:: Stored items from a collection ::
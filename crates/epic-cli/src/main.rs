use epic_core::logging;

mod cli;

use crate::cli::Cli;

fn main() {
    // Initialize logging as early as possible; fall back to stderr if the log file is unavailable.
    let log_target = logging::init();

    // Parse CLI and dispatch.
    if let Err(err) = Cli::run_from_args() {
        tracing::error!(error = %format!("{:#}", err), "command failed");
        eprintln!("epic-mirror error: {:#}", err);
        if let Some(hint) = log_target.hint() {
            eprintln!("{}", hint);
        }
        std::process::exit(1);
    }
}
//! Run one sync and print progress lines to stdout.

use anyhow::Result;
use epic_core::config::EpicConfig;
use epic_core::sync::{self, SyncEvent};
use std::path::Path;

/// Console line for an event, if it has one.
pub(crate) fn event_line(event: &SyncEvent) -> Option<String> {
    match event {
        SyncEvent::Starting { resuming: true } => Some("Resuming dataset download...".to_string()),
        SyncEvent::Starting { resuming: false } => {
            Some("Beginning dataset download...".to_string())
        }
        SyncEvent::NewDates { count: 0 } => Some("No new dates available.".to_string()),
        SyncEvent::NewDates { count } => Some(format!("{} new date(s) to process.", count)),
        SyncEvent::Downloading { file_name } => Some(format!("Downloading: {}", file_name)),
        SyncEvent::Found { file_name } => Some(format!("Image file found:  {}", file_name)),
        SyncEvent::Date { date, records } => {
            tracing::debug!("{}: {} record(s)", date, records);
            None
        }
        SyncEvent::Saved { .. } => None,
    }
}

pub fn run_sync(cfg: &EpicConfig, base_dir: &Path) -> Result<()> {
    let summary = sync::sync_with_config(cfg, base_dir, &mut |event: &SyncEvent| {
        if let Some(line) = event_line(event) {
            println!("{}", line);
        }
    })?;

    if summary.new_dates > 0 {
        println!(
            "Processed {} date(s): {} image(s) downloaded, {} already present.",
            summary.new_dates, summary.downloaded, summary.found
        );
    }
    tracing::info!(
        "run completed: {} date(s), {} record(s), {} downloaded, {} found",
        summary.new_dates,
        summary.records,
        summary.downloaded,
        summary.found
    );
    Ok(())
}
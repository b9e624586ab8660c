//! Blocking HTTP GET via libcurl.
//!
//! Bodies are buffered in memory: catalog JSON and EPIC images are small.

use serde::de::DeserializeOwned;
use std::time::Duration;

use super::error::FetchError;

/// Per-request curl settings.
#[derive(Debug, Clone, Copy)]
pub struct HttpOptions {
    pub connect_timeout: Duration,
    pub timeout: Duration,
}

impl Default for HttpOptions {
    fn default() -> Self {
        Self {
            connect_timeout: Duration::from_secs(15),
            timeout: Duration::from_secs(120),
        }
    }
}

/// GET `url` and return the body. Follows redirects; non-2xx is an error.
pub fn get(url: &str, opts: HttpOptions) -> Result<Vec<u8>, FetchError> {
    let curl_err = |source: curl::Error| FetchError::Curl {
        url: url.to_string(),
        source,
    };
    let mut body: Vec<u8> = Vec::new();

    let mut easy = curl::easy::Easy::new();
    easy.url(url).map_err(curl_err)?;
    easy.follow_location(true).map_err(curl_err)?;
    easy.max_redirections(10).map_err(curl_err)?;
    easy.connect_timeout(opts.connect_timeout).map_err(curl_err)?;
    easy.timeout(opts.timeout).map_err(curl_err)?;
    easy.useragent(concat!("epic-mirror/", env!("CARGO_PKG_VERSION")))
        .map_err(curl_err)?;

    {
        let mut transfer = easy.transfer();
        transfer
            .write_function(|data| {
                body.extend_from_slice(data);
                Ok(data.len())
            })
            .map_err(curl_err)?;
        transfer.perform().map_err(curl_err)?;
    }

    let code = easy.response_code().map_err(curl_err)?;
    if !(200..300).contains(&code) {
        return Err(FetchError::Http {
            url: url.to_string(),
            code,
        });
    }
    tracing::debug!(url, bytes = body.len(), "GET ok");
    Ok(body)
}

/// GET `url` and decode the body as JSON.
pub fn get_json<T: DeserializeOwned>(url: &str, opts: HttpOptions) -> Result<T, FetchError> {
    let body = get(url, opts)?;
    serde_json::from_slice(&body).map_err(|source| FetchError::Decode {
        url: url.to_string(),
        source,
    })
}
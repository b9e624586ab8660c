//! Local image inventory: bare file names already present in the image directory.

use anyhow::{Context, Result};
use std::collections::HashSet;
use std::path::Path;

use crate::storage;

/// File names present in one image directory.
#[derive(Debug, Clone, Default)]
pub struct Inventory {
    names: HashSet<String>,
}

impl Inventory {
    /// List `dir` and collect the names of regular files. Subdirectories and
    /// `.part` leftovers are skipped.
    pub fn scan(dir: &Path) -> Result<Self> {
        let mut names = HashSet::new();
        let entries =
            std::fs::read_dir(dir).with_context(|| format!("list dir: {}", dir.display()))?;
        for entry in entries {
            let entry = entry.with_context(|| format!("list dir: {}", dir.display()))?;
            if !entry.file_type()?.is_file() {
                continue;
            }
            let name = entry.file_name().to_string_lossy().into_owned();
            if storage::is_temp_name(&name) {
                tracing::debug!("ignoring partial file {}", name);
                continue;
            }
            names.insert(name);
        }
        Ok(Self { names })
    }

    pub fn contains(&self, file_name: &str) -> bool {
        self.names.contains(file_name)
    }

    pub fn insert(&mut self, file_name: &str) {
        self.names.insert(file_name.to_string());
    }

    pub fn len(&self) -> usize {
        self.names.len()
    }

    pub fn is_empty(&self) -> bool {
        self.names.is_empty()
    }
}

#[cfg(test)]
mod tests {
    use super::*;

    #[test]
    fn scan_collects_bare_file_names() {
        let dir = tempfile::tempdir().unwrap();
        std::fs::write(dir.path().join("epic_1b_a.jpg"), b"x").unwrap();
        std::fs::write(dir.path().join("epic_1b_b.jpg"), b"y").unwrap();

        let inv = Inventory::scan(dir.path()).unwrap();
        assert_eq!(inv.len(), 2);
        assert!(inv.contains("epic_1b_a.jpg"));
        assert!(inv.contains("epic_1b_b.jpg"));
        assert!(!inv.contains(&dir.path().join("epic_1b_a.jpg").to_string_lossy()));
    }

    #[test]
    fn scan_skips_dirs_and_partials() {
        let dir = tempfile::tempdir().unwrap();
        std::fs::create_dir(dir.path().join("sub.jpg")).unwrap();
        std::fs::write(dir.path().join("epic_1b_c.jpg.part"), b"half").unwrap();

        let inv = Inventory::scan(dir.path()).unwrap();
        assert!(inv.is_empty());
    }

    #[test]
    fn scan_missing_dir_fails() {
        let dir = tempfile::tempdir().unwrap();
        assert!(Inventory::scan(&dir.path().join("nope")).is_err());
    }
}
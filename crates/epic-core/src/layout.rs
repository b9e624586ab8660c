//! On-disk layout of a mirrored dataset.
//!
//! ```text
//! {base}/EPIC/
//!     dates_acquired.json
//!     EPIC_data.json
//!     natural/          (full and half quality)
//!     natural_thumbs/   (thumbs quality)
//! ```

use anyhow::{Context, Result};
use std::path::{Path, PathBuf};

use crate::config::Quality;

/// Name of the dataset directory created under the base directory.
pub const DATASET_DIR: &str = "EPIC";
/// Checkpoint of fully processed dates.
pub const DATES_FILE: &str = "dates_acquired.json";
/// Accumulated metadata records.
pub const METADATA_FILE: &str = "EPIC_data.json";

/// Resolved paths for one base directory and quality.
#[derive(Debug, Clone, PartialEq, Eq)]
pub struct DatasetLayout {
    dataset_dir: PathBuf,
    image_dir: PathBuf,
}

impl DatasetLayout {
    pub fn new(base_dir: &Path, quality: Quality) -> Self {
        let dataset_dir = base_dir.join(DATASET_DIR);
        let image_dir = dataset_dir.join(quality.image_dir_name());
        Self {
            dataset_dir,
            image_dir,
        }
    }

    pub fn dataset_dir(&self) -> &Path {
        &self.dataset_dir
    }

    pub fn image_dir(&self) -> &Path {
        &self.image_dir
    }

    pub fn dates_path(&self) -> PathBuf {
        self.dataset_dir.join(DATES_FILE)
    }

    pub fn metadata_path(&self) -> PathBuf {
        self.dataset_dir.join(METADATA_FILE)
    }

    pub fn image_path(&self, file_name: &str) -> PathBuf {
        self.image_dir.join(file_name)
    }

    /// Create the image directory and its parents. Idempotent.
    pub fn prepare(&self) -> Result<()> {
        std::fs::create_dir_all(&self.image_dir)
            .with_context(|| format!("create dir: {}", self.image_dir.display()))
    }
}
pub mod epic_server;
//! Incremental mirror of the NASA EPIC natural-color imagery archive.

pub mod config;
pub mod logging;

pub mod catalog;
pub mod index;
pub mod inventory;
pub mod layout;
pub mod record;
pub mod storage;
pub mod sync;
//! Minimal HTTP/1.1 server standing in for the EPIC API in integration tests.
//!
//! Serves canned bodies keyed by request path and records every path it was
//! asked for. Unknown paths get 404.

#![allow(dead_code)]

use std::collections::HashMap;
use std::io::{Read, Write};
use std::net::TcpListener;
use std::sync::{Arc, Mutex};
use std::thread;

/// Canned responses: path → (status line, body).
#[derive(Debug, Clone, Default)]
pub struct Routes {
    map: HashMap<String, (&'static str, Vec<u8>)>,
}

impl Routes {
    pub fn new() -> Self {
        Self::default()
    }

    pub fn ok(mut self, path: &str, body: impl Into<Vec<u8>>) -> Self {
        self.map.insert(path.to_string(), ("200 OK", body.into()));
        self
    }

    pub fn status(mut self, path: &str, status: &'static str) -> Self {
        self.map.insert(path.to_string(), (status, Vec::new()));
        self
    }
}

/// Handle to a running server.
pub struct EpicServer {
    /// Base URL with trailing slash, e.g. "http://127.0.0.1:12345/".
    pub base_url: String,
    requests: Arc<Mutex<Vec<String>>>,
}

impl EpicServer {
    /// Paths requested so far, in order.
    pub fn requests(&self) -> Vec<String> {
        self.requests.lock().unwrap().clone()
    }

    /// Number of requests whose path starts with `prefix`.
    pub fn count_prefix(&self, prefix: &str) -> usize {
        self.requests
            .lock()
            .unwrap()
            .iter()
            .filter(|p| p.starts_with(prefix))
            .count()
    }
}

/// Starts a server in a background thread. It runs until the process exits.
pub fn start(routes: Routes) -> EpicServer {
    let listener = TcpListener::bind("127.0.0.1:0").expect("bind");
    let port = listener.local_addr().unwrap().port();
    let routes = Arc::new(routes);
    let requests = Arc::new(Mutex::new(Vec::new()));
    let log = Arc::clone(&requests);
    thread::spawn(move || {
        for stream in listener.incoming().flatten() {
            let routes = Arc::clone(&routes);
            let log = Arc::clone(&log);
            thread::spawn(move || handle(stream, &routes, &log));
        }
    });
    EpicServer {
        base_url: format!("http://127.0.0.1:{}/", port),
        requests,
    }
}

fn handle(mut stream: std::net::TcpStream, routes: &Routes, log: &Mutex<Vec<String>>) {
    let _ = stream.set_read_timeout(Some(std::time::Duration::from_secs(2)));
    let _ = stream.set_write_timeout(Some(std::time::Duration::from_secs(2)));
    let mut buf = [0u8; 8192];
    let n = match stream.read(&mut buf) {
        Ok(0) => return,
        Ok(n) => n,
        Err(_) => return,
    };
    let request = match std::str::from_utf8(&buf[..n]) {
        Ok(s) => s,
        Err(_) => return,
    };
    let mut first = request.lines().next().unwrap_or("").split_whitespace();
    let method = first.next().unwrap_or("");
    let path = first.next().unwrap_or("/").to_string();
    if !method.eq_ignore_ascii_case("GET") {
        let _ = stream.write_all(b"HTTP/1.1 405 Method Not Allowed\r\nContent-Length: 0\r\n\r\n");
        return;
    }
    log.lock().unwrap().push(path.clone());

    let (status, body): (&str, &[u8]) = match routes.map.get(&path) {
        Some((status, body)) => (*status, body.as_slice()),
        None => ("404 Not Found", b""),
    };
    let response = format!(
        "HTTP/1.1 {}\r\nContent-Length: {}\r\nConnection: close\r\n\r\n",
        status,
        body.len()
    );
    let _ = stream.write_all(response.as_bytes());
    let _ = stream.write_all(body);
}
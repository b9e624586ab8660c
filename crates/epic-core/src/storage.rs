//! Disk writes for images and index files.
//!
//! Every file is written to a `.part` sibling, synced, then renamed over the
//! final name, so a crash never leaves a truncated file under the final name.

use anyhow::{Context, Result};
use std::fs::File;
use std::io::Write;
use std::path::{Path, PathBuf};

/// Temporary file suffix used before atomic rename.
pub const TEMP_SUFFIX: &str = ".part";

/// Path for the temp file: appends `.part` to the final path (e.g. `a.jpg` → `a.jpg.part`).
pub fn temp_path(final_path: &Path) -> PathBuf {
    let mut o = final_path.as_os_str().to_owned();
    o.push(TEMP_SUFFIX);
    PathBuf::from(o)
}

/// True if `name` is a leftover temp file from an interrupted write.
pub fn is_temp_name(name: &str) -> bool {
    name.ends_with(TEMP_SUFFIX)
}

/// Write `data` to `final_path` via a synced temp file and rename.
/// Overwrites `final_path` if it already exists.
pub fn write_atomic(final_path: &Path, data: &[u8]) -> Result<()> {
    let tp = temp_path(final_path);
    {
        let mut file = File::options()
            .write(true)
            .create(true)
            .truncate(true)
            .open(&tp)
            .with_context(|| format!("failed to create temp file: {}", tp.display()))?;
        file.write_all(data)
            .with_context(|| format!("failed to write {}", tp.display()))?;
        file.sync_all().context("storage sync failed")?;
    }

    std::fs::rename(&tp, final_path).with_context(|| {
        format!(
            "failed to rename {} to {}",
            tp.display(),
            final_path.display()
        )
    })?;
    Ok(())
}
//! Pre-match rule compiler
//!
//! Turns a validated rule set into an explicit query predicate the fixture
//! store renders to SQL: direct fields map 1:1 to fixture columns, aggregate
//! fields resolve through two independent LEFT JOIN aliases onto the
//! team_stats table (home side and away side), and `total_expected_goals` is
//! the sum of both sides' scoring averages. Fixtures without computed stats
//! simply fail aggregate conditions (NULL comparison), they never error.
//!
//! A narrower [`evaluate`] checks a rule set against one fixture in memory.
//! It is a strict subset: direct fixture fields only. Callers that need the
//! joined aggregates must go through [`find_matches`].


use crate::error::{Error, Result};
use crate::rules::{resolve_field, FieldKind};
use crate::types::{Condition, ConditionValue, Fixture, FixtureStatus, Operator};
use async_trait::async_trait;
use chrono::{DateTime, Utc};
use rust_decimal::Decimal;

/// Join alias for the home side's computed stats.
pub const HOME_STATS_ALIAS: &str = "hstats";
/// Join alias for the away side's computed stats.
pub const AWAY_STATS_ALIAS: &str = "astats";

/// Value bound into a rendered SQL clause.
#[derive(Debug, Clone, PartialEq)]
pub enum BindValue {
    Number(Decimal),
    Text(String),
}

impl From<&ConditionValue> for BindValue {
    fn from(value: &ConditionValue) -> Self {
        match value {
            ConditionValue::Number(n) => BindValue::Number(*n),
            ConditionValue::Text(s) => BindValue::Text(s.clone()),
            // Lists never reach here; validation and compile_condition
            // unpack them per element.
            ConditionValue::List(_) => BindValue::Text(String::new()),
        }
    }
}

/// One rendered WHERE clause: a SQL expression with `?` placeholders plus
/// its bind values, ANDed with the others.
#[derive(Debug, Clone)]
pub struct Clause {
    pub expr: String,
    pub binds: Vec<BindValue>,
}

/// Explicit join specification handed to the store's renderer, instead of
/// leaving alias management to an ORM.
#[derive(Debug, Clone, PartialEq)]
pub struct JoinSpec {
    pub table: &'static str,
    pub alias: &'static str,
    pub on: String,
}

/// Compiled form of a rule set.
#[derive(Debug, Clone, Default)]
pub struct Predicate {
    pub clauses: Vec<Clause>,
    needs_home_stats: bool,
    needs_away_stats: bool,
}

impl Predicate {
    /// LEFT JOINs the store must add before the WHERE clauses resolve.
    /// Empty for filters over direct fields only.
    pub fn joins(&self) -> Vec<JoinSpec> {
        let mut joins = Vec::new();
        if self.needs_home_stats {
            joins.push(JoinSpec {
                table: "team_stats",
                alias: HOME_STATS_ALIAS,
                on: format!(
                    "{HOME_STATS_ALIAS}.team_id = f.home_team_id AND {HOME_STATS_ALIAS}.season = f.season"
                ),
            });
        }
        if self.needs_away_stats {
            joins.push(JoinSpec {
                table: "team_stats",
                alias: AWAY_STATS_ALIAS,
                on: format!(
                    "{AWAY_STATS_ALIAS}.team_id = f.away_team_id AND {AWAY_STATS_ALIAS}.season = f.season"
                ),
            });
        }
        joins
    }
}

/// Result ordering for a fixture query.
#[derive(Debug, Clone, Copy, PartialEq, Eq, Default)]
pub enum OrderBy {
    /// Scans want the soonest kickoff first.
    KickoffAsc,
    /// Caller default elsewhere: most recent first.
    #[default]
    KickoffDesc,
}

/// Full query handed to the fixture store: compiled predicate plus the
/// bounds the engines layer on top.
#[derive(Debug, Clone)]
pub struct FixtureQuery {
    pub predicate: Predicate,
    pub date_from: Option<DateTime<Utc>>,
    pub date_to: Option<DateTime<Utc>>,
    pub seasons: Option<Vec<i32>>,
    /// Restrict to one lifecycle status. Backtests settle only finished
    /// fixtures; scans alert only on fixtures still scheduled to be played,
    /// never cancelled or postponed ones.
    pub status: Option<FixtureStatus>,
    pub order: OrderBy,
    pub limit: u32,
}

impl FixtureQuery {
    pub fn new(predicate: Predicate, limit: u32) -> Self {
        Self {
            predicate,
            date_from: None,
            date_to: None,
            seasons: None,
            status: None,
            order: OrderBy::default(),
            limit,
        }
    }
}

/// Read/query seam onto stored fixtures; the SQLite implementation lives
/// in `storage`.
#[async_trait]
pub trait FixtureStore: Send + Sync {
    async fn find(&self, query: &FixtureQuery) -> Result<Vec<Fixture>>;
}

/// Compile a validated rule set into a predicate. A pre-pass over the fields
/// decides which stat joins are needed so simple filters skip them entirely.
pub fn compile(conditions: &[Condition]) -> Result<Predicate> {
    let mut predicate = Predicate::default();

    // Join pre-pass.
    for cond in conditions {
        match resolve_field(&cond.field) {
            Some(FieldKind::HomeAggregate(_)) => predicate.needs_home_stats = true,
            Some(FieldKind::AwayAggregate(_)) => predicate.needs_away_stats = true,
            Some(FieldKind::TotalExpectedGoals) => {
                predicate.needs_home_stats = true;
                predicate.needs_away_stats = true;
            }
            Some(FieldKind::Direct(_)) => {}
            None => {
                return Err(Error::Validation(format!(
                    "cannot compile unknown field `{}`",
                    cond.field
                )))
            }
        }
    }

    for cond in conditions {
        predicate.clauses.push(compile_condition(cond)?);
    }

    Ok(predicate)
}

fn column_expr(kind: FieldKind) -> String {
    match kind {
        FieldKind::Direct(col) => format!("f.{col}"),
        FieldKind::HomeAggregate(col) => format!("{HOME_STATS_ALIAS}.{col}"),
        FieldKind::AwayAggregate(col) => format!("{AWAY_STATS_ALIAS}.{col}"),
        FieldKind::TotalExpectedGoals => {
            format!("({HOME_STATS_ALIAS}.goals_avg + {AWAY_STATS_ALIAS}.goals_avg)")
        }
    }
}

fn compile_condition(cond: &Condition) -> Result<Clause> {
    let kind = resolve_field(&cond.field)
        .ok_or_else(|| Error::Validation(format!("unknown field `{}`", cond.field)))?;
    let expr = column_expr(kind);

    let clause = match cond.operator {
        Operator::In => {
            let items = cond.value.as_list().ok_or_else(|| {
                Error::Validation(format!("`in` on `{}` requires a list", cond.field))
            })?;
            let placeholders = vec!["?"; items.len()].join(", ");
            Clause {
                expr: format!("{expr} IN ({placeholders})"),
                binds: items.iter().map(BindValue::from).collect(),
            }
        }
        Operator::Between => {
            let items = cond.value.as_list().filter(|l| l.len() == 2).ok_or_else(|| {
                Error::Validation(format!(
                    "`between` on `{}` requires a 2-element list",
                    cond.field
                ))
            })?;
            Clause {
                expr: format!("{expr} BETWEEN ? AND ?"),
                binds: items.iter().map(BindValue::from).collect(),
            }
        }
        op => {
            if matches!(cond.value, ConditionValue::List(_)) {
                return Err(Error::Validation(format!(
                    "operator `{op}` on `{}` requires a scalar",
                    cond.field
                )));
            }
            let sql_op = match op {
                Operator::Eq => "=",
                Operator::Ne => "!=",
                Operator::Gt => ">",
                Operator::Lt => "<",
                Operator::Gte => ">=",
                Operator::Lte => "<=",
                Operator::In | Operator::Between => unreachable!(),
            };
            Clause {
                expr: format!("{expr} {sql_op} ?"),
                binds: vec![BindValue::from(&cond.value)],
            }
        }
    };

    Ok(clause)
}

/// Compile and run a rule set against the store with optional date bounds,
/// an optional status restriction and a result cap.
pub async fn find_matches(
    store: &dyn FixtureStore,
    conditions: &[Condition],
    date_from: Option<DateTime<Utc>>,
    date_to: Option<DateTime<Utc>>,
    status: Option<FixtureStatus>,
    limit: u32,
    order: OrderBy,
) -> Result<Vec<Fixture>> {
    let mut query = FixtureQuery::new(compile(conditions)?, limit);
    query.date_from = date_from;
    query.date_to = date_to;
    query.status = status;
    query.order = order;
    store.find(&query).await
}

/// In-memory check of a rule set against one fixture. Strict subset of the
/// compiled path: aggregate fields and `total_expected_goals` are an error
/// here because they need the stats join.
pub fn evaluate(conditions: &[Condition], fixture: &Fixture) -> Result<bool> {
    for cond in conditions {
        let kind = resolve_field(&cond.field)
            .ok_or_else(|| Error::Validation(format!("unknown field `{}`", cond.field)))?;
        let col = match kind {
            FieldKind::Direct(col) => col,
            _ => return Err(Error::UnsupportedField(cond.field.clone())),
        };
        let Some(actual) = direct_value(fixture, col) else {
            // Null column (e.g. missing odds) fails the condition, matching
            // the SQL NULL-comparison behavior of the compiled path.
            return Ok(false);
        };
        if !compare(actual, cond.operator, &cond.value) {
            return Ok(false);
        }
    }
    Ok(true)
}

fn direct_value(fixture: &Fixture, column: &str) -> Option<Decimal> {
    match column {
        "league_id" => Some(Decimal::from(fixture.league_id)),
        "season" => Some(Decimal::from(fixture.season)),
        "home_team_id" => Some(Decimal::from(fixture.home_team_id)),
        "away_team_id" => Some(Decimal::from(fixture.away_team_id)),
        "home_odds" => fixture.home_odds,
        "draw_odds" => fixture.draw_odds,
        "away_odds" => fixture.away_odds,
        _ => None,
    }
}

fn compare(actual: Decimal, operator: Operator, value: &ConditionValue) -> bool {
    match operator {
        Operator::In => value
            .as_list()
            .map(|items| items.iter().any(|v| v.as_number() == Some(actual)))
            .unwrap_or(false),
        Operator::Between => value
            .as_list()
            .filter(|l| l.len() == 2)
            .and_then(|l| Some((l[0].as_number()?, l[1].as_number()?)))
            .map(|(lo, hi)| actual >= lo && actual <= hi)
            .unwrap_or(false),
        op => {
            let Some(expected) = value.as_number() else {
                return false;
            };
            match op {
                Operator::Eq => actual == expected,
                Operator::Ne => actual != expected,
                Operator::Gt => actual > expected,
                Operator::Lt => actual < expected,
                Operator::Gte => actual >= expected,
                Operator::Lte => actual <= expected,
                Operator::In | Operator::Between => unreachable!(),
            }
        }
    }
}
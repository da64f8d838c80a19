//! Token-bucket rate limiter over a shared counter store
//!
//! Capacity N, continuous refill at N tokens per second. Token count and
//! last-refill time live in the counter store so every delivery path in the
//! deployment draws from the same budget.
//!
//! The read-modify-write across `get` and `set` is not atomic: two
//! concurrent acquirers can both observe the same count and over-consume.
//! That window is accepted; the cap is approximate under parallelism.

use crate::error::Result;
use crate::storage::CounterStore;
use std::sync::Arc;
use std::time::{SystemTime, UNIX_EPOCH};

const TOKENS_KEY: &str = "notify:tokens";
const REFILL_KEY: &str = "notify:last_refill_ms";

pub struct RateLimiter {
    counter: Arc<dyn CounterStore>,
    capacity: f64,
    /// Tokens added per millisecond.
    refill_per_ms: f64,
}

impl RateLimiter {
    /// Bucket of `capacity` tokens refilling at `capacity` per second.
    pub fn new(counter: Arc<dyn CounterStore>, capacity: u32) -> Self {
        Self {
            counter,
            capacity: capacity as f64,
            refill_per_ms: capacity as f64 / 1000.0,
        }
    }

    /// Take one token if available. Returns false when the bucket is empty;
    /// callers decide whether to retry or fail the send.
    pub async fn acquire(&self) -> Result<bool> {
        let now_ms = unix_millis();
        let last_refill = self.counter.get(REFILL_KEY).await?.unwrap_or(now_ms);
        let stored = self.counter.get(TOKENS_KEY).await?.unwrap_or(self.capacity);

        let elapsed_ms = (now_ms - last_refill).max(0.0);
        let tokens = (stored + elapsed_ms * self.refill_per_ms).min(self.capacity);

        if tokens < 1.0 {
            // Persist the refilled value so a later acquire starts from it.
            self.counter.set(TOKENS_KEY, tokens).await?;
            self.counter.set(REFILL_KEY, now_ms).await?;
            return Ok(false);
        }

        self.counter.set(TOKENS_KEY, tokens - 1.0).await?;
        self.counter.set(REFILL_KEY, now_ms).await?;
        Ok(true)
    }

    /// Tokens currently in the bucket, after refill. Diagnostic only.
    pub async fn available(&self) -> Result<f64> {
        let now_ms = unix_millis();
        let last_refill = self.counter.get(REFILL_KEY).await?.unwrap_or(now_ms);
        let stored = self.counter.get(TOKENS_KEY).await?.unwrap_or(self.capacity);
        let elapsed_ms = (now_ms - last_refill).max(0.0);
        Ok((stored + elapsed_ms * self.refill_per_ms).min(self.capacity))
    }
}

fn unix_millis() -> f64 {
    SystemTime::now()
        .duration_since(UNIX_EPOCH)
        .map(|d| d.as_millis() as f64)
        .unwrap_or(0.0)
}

:: Exercise description ::
Whenever a line above contains "records", copy that line.

:: Expected answer ::
        SyncEvent::Date { date, records } => {
            tracing::debug!("{}: {} record(s)", date, records);
        summary.records,
/// Accumulated metadata records.
//! Serves canned bodies keyed by request path and records every path it was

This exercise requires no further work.